Prompt: Read the records below and copy each line that contains "notes".
BEGIN Data for this task
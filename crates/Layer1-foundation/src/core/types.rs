//! Core Types - call, argument and result data
//!
//! These travel between the session layer and the registry:
//! - [`ToolCall`] in, [`ToolResult`] out
//! - [`ToolArgs`] / [`ToolOutput`] at the executor boundary

use crate::permission::ApprovalReason;
use crate::ToolError;
use serde::de::DeserializeOwned;
use serde::{Deserialize, Serialize};
use serde_json::{json, Map, Value};

/// Largest argument string a call may carry
pub const MAX_ARGUMENT_BYTES: usize = 1024 * 1024;

// ============================================================================
// Arguments
// ============================================================================

/// Raw argument string as emitted by the model.
///
/// Never assumed to be well-formed JSON; each tool parses it into its own
/// input type during validation.
#[derive(Debug, Clone, Default, PartialEq, Eq, Serialize, Deserialize)]
#[serde(transparent)]
pub struct ToolArgs(String);

impl ToolArgs {
    pub fn new(raw: impl Into<String>) -> Self {
        Self(raw.into())
    }

    /// Build from a JSON value
    pub fn from_value(value: &Value) -> Self {
        Self(value.to_string())
    }

    pub fn as_str(&self) -> &str {
        &self.0
    }

    pub fn len(&self) -> usize {
        self.0.len()
    }

    pub fn is_empty(&self) -> bool {
        self.0.trim().is_empty()
    }

    /// Parse into a tool's input type. Empty input is read as `{}`.
    pub fn parse<T: DeserializeOwned>(&self, tool: &str) -> Result<T, ToolError> {
        if self.0.len() > MAX_ARGUMENT_BYTES {
            return Err(ToolError::validation(
                tool,
                format!(
                    "arguments too large ({} bytes, max {})",
                    self.0.len(),
                    MAX_ARGUMENT_BYTES
                ),
            ));
        }

        let raw = if self.is_empty() { "{}" } else { self.0.as_str() };
        serde_json::from_str(raw).map_err(|e| ToolError::validation(tool, e.to_string()))
    }
}

impl From<&str> for ToolArgs {
    fn from(s: &str) -> Self {
        Self::new(s)
    }
}

impl From<String> for ToolArgs {
    fn from(s: String) -> Self {
        Self(s)
    }
}

impl From<Value> for ToolArgs {
    fn from(value: Value) -> Self {
        Self::from_value(&value)
    }
}

// ============================================================================
// Schema
// ============================================================================

/// JSON schema builder for tool parameters
#[derive(Debug, Clone, Default)]
pub struct ToolSchema {
    properties: Map<String, Value>,
    required: Vec<String>,
}

impl ToolSchema {
    pub fn new() -> Self {
        Self::default()
    }

    pub fn string_param(self, name: &str, description: &str, required: bool) -> Self {
        self.param(name, "string", description, required)
    }

    pub fn integer_param(self, name: &str, description: &str, required: bool) -> Self {
        self.param(name, "integer", description, required)
    }

    pub fn boolean_param(self, name: &str, description: &str, required: bool) -> Self {
        self.param(name, "boolean", description, required)
    }

    fn param(mut self, name: &str, kind: &str, description: &str, required: bool) -> Self {
        self.properties.insert(
            name.to_string(),
            json!({ "type": kind, "description": description }),
        );
        if required {
            self.required.push(name.to_string());
        }
        self
    }

    pub fn build(self) -> Value {
        json!({
            "type": "object",
            "properties": Value::Object(self.properties),
            "required": self.required,
        })
    }
}

// ============================================================================
// Executor output
// ============================================================================

/// What an executor hands back. `content` may be non-empty even when
/// `error` is set (captured output of a failed command).
#[derive(Debug, Clone, Default, PartialEq, Eq)]
pub struct ToolOutput {
    pub content: String,
    pub error: Option<ToolError>,
}

impl ToolOutput {
    pub fn success(content: impl Into<String>) -> Self {
        Self {
            content: content.into(),
            error: None,
        }
    }

    pub fn failure(error: ToolError) -> Self {
        Self {
            content: String::new(),
            error: Some(error),
        }
    }

    /// Output captured before the failure
    pub fn partial(content: impl Into<String>, error: ToolError) -> Self {
        Self {
            content: content.into(),
            error: Some(error),
        }
    }
}

// ============================================================================
// Calls and results
// ============================================================================

/// One tool call emitted by the model
#[derive(Debug, Clone, PartialEq, Eq, Serialize, Deserialize)]
pub struct ToolCall {
    pub id: String,
    pub name: String,
    /// JSON-object-shaped argument string (unvalidated)
    pub arguments: String,
}

impl ToolCall {
    pub fn new(
        id: impl Into<String>,
        name: impl Into<String>,
        arguments: impl Into<String>,
    ) -> Self {
        Self {
            id: id.into(),
            name: name.into(),
            arguments: arguments.into(),
        }
    }

    pub fn args(&self) -> ToolArgs {
        ToolArgs::new(self.arguments.clone())
    }
}

/// Per-call options
#[derive(Debug, Clone, Copy, Default, PartialEq, Eq)]
pub struct ExecuteOptions {
    /// Approval was obtained out-of-band for this one call.
    /// Never bypasses deny, rate limits or timeouts.
    pub force: bool,
}

impl ExecuteOptions {
    pub fn forced() -> Self {
        Self { force: true }
    }
}

/// Returned instead of running a tool that needs approval
#[derive(Debug, Clone, PartialEq, Eq)]
pub struct ApprovalRequest {
    pub tool: String,
    pub reason: ApprovalReason,
    pub arguments: String,
}

/// Result of one call through the registry
#[derive(Debug, Clone, PartialEq, Eq)]
pub struct ToolResult {
    pub call_id: String,
    pub function: String,
    pub result: String,
    pub error: Option<ToolError>,
    /// Set when the call was held at the permission gate
    pub approval: Option<ApprovalRequest>,
    pub duration_ms: u64,
}

impl ToolResult {
    pub fn success(function: impl Into<String>, result: impl Into<String>) -> Self {
        Self {
            call_id: String::new(),
            function: function.into(),
            result: result.into(),
            error: None,
            approval: None,
            duration_ms: 0,
        }
    }

    pub fn error(function: impl Into<String>, error: ToolError) -> Self {
        Self {
            call_id: String::new(),
            function: function.into(),
            result: String::new(),
            error: Some(error),
            approval: None,
            duration_ms: 0,
        }
    }

    pub fn from_output(function: impl Into<String>, output: ToolOutput) -> Self {
        Self {
            call_id: String::new(),
            function: function.into(),
            result: output.content,
            error: output.error,
            approval: None,
            duration_ms: 0,
        }
    }

    pub fn approval_required(request: ApprovalRequest) -> Self {
        Self {
            call_id: String::new(),
            function: request.tool.clone(),
            result: String::new(),
            error: None,
            approval: Some(request),
            duration_ms: 0,
        }
    }

    pub fn with_call_id(mut self, id: impl Into<String>) -> Self {
        self.call_id = id.into();
        self
    }

    pub fn with_duration(mut self, ms: u64) -> Self {
        self.duration_ms = ms;
        self
    }

    pub fn needs_approval(&self) -> bool {
        self.approval.is_some()
    }

    pub fn is_success(&self) -> bool {
        self.error.is_none() && self.approval.is_none()
    }
}

#[cfg(test)]
mod tests {
    use super::*;

    #[derive(Debug, Deserialize)]
    struct CatInput {
        path: String,
    }

    #[derive(Debug, Deserialize, Default)]
    #[serde(default)]
    struct LsInput {
        path: Option<String>,
        all: bool,
    }

    #[test]
    fn test_args_parse() {
        let args = ToolArgs::new(r#"{"path": "notes.txt"}"#);
        let input: CatInput = args.parse("cat").unwrap();
        assert_eq!(input.path, "notes.txt");
    }

    #[test]
    fn test_empty_args_are_empty_object() {
        let input: LsInput = ToolArgs::new("  ").parse("ls").unwrap();
        assert!(input.path.is_none());
        assert!(!input.all);
    }

    #[test]
    fn test_malformed_args_are_validation_errors() {
        let err = ToolArgs::new(r#"{"path": "#)
            .parse::<CatInput>("cat")
            .unwrap_err();
        assert_eq!(err.kind(), "validation_error");

        let err = ToolArgs::new("{}").parse::<CatInput>("cat").unwrap_err();
        assert!(err.to_string().contains("path"));
    }

    #[test]
    fn test_oversized_args() {
        let big = format!(r#"{{"path": "{}"}}"#, "a".repeat(MAX_ARGUMENT_BYTES));
        let err = ToolArgs::new(big).parse::<CatInput>("cat").unwrap_err();
        assert!(err.to_string().contains("too large"));
    }

    #[test]
    fn test_schema_builder() {
        let schema = ToolSchema::new()
            .string_param("path", "File to read", true)
            .boolean_param("all", "Include hidden", false)
            .build();

        assert_eq!(schema["type"], "object");
        assert_eq!(schema["properties"]["path"]["type"], "string");
        assert_eq!(schema["properties"]["all"]["type"], "boolean");
        assert_eq!(schema["required"], json!(["path"]));
    }

    #[test]
    fn test_result_states() {
        let ok = ToolResult::success("ls", "a\nb");
        assert!(ok.is_success());

        let partial = ToolResult::from_output(
            "execute_shell_command",
            ToolOutput::partial("out", ToolError::execution("execute_shell_command", "exit 1")),
        );
        assert!(!partial.is_success());
        assert_eq!(partial.result, "out");

        let held = ToolResult::approval_required(ApprovalRequest {
            tool: "cat".into(),
            reason: ApprovalReason::NotYetAllowed,
            arguments: "{}".into(),
        })
        .with_call_id("call_1");
        assert!(held.needs_approval());
        assert!(!held.is_success());
        assert!(held.error.is_none());
        assert_eq!(held.function, "cat");
        assert_eq!(held.call_id, "call_1");
    }
}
END Data for this task
Your solution:
        let args = ToolArgs::new(r#"{"path": "notes.txt"}"#);
        assert_eq!(input.path, "notes.txt");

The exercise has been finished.